[Collected data]
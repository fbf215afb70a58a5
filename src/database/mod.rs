// ABOUTME: Core database management with SQLite schema setup and migrations
// ABOUTME: Exposes per-domain managers for fitness records, plans, and profiles
//
// SPDX-License-Identifier: MIT OR Apache-2.0
// Copyright (c) 2025 Fitlog Contributors

//! # Persistence Layer
//!
//! A [`Database`] wraps the `SQLite` pool and hands out per-domain managers.
//! Every query is keyed by `user_id`; identity and audit timestamps are
//! assigned here, never by callers. Timestamps are stored as RFC 3339 TEXT
//! so range filters compare lexicographically.

/// Body-fat reading storage
pub mod body_fat;
/// Meal entry storage
pub mod meals;
/// Generated plan storage
pub mod plans;
/// Profile settings storage
pub mod profiles;
/// Weight reading storage
pub mod weights;
/// Workout entry storage
pub mod workouts;

pub use body_fat::BodyFatManager;
pub use meals::MealManager;
pub use plans::{NewPlan, PlanManager};
pub use profiles::{ProfileManager, ProfileUpdate};
pub use weights::WeightManager;
pub use workouts::WorkoutManager;

use std::str::FromStr;

use chrono::{DateTime, Utc};
use sqlx::sqlite::{SqliteConnectOptions, SqlitePoolOptions, SqliteRow};
use sqlx::{Row, SqlitePool};
use uuid::Uuid;

use crate::errors::{AppError, AppResult};

/// Default row cap applied when a list query carries no explicit limit
pub(crate) const DEFAULT_LIST_LIMIT: i64 = 500;

/// Database connection manager
#[derive(Clone)]
pub struct Database {
    pool: SqlitePool,
}

impl Database {
    /// Connect to the database, creating the file when absent
    ///
    /// # Errors
    ///
    /// Returns a database error when the URL is malformed or the connection
    /// fails.
    pub async fn new(database_url: &str) -> AppResult<Self> {
        let options = SqliteConnectOptions::from_str(database_url)
            .map_err(|e| AppError::database(format!("Invalid database URL: {e}")))?
            .create_if_missing(true);

        // In-memory databases are per-connection; a larger pool would hand
        // out empty databases.
        let max_connections = if database_url.contains(":memory:") { 1 } else { 5 };

        let pool = SqlitePoolOptions::new()
            .max_connections(max_connections)
            .connect_with(options)
            .await
            .map_err(|e| AppError::database(format!("Failed to connect to database: {e}")))?;

        Ok(Self { pool })
    }

    /// Create the schema if it does not exist
    ///
    /// # Errors
    ///
    /// Returns a database error if any DDL statement fails.
    pub async fn migrate(&self) -> AppResult<()> {
        let statements = [
            r"
            CREATE TABLE IF NOT EXISTS weight_records (
                id TEXT PRIMARY KEY,
                user_id TEXT NOT NULL,
                weight REAL NOT NULL,
                unit TEXT NOT NULL DEFAULT 'lbs',
                recorded_at TEXT NOT NULL,
                created_at TEXT NOT NULL,
                updated_at TEXT NOT NULL
            )
            ",
            r"
            CREATE INDEX IF NOT EXISTS idx_weight_user_time
                ON weight_records (user_id, recorded_at)
            ",
            r"
            CREATE TABLE IF NOT EXISTS body_fat_records (
                id TEXT PRIMARY KEY,
                user_id TEXT NOT NULL,
                percentage REAL NOT NULL,
                recorded_at TEXT NOT NULL,
                created_at TEXT NOT NULL,
                updated_at TEXT NOT NULL
            )
            ",
            r"
            CREATE INDEX IF NOT EXISTS idx_body_fat_user_time
                ON body_fat_records (user_id, recorded_at)
            ",
            r"
            CREATE TABLE IF NOT EXISTS workout_records (
                id TEXT PRIMARY KEY,
                user_id TEXT NOT NULL,
                activity TEXT NOT NULL,
                sets INTEGER,
                reps INTEGER,
                load REAL,
                distance REAL,
                duration_minutes REAL,
                intensity TEXT,
                performed_at TEXT NOT NULL,
                created_at TEXT NOT NULL,
                updated_at TEXT NOT NULL
            )
            ",
            r"
            CREATE INDEX IF NOT EXISTS idx_workout_user_time
                ON workout_records (user_id, performed_at)
            ",
            r"
            CREATE TABLE IF NOT EXISTS meal_records (
                id TEXT PRIMARY KEY,
                user_id TEXT NOT NULL,
                description TEXT NOT NULL,
                calories REAL,
                protein_g REAL,
                carbs_g REAL,
                fats_g REAL,
                eaten_at TEXT NOT NULL,
                created_at TEXT NOT NULL,
                updated_at TEXT NOT NULL
            )
            ",
            r"
            CREATE INDEX IF NOT EXISTS idx_meal_user_time
                ON meal_records (user_id, eaten_at)
            ",
            r"
            CREATE TABLE IF NOT EXISTS plan_records (
                id TEXT PRIMARY KEY,
                user_id TEXT NOT NULL,
                plan_type TEXT NOT NULL,
                title TEXT NOT NULL,
                focus TEXT,
                summary TEXT,
                content TEXT NOT NULL,
                generated_at TEXT NOT NULL,
                created_at TEXT NOT NULL,
                updated_at TEXT NOT NULL
            )
            ",
            r"
            CREATE INDEX IF NOT EXISTS idx_plan_user_time
                ON plan_records (user_id, generated_at)
            ",
            r"
            CREATE TABLE IF NOT EXISTS profile_settings (
                id TEXT PRIMARY KEY,
                user_id TEXT NOT NULL UNIQUE,
                target_weight REAL,
                weight_unit TEXT NOT NULL DEFAULT 'lbs',
                dietary_preference TEXT,
                theme_preference TEXT NOT NULL DEFAULT 'system',
                created_at TEXT NOT NULL,
                updated_at TEXT NOT NULL
            )
            ",
        ];

        for statement in statements {
            sqlx::query(statement)
                .execute(&self.pool)
                .await
                .map_err(|e| AppError::database(format!("Migration failed: {e}")))?;
        }

        tracing::info!("database schema ready");
        Ok(())
    }

    /// Liveness probe used by the health endpoint
    ///
    /// # Errors
    ///
    /// Returns a database error when the ping query fails.
    pub async fn ping(&self) -> AppResult<()> {
        sqlx::query(r"SELECT 1")
            .execute(&self.pool)
            .await
            .map_err(|e| AppError::database(format!("Database ping failed: {e}")))?;
        Ok(())
    }

    /// The underlying connection pool
    #[must_use]
    pub const fn pool(&self) -> &SqlitePool {
        &self.pool
    }

    /// Weight reading operations
    #[must_use]
    pub fn weights(&self) -> WeightManager {
        WeightManager::new(self.pool.clone())
    }

    /// Body-fat reading operations
    #[must_use]
    pub fn body_fat(&self) -> BodyFatManager {
        BodyFatManager::new(self.pool.clone())
    }

    /// Workout entry operations
    #[must_use]
    pub fn workouts(&self) -> WorkoutManager {
        WorkoutManager::new(self.pool.clone())
    }

    /// Meal entry operations
    #[must_use]
    pub fn meals(&self) -> MealManager {
        MealManager::new(self.pool.clone())
    }

    /// Generated plan operations
    #[must_use]
    pub fn plans(&self) -> PlanManager {
        PlanManager::new(self.pool.clone())
    }

    /// Profile settings operations
    #[must_use]
    pub fn profiles(&self) -> ProfileManager {
        ProfileManager::new(self.pool.clone())
    }
}

// ============================================================================
// Row mapping helpers
// ============================================================================

/// Read a UUID stored as TEXT
pub(crate) fn row_uuid(row: &SqliteRow, column: &str) -> AppResult<Uuid> {
    let raw: String = row
        .try_get(column)
        .map_err(|e| AppError::database(format!("Failed to read {column}: {e}")))?;
    Uuid::parse_str(&raw)
        .map_err(|e| AppError::database(format!("Column {column} is not a valid UUID: {e}")))
}

/// Read an RFC 3339 timestamp stored as TEXT
pub(crate) fn row_timestamp(row: &SqliteRow, column: &str) -> AppResult<DateTime<Utc>> {
    let raw: String = row
        .try_get(column)
        .map_err(|e| AppError::database(format!("Failed to read {column}: {e}")))?;
    DateTime::parse_from_rfc3339(&raw)
        .map(|dt| dt.with_timezone(&Utc))
        .map_err(|e| AppError::database(format!("Column {column} is not a valid timestamp: {e}")))
}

> _What to produce_: From the records above, count the lines that contain "statements". Only the number should be written.

> _Task response_: 2